◆ **About this task**
Lines with the word "pool" in them are the ones to copy from the records.

(Material for this exercise Opens)

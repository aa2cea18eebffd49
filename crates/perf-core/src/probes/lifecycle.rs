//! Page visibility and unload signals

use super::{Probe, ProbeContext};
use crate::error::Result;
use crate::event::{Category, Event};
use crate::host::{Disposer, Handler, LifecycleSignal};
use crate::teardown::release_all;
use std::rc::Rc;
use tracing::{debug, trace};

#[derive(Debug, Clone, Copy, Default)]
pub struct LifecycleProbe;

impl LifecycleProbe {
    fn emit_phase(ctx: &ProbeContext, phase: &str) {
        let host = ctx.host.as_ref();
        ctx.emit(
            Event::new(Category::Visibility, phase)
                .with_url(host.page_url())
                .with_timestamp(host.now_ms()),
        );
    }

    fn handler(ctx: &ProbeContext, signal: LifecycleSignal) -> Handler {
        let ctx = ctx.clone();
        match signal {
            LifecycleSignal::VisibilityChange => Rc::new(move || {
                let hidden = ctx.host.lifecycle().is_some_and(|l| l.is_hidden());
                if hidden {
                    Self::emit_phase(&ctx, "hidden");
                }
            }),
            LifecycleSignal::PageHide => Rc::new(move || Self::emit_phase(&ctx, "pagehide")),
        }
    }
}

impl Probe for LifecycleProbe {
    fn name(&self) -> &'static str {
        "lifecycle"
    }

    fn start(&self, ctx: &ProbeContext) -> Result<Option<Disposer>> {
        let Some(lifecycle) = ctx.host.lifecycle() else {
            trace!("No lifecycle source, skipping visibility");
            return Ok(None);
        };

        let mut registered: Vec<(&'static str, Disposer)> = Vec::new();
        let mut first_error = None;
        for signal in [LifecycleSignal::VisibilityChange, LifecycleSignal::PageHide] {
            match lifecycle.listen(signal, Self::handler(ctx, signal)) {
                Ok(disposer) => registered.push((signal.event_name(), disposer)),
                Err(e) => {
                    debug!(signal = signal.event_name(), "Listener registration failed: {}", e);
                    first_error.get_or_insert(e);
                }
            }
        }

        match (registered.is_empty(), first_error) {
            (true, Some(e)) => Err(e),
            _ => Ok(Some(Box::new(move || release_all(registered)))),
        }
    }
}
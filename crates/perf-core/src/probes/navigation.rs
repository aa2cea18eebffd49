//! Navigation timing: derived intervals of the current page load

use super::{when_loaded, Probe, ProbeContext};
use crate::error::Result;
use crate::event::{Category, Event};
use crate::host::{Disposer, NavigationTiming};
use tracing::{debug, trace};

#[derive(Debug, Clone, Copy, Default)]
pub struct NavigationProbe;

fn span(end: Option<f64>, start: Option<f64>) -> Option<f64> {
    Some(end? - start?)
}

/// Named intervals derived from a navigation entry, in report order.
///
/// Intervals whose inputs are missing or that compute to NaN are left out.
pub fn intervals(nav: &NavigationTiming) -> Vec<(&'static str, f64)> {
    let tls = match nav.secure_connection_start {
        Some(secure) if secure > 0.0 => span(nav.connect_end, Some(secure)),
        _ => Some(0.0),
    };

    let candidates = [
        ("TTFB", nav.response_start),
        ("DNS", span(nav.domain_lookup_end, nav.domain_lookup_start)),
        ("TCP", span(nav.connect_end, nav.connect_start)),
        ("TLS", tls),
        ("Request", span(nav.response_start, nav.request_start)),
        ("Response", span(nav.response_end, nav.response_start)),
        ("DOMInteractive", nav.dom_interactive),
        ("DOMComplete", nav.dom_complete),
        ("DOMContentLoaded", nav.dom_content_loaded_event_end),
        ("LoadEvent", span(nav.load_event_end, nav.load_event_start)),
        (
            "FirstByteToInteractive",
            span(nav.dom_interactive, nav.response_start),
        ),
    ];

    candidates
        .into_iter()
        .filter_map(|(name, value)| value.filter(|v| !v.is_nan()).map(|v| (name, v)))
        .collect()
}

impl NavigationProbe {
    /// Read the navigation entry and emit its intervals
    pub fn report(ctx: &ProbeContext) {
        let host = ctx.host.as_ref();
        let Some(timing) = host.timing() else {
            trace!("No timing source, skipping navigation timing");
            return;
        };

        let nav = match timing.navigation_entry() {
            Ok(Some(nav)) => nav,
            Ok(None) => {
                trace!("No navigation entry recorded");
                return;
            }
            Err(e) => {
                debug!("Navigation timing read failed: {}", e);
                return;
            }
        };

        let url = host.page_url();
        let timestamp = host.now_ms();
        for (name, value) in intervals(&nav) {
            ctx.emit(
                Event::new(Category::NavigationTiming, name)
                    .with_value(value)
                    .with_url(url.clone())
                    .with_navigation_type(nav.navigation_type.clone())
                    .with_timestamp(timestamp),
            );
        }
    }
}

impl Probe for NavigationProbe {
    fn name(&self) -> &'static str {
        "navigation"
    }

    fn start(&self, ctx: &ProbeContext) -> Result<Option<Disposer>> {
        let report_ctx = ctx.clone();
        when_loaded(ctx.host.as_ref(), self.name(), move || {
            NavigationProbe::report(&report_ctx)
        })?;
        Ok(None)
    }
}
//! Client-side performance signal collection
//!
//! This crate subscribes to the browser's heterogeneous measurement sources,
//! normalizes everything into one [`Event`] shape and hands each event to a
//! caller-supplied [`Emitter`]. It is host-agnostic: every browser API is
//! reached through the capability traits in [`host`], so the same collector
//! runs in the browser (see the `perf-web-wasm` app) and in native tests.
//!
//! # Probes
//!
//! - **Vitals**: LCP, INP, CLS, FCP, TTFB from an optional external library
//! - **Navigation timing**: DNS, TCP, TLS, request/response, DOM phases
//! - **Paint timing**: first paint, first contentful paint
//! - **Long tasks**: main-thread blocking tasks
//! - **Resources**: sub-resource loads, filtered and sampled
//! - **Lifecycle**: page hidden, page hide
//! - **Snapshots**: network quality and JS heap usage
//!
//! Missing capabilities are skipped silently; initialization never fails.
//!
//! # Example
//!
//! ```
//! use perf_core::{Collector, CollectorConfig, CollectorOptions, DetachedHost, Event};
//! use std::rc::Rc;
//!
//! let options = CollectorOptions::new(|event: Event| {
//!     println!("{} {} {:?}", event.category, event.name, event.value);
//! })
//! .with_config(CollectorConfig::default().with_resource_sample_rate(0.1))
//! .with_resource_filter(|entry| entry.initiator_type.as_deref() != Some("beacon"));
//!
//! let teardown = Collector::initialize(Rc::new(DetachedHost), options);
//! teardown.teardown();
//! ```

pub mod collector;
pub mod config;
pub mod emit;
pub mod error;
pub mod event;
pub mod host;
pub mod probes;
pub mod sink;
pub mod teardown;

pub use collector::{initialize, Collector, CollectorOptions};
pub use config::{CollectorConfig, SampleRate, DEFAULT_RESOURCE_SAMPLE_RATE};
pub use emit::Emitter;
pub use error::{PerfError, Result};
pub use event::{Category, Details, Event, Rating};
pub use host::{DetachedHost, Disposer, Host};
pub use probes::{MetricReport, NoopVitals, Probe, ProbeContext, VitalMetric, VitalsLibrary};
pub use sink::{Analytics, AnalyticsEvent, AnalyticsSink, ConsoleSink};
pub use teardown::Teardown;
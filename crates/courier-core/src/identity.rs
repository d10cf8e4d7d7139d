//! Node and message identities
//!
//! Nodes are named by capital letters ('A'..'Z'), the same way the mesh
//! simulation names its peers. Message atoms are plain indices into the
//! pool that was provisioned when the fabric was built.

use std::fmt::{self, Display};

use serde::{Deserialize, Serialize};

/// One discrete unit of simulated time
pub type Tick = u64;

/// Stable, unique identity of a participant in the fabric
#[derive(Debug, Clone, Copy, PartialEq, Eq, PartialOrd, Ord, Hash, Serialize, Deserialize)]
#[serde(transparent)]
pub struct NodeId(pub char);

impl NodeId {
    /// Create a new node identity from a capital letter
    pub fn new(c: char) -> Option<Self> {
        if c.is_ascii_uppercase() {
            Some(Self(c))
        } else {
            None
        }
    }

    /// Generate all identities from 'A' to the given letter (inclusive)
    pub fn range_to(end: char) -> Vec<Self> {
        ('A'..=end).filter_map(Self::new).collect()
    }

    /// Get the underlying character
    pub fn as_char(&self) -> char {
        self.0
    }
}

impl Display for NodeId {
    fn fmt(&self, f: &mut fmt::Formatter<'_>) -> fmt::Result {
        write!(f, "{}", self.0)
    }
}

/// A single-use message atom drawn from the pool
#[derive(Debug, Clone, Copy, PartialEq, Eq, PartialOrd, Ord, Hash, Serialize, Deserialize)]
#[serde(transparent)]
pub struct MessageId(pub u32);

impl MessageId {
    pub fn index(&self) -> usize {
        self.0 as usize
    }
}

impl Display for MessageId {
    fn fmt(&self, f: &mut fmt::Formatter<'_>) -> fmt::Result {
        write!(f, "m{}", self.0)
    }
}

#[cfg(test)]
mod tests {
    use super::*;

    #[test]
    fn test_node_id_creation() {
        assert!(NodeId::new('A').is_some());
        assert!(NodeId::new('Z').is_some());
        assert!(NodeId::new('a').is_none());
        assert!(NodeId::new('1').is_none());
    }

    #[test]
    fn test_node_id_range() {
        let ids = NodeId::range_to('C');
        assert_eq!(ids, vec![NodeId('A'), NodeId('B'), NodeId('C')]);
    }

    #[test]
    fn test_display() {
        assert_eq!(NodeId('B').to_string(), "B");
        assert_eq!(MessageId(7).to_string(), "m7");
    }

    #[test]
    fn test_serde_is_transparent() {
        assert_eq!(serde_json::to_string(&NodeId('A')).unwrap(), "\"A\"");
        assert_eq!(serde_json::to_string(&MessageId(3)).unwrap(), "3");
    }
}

(Material for this exercise Closes)

◆ **Result of this exercise**
//! pool that was provisioned when the fabric was built.
/// A single-use message atom drawn from the pool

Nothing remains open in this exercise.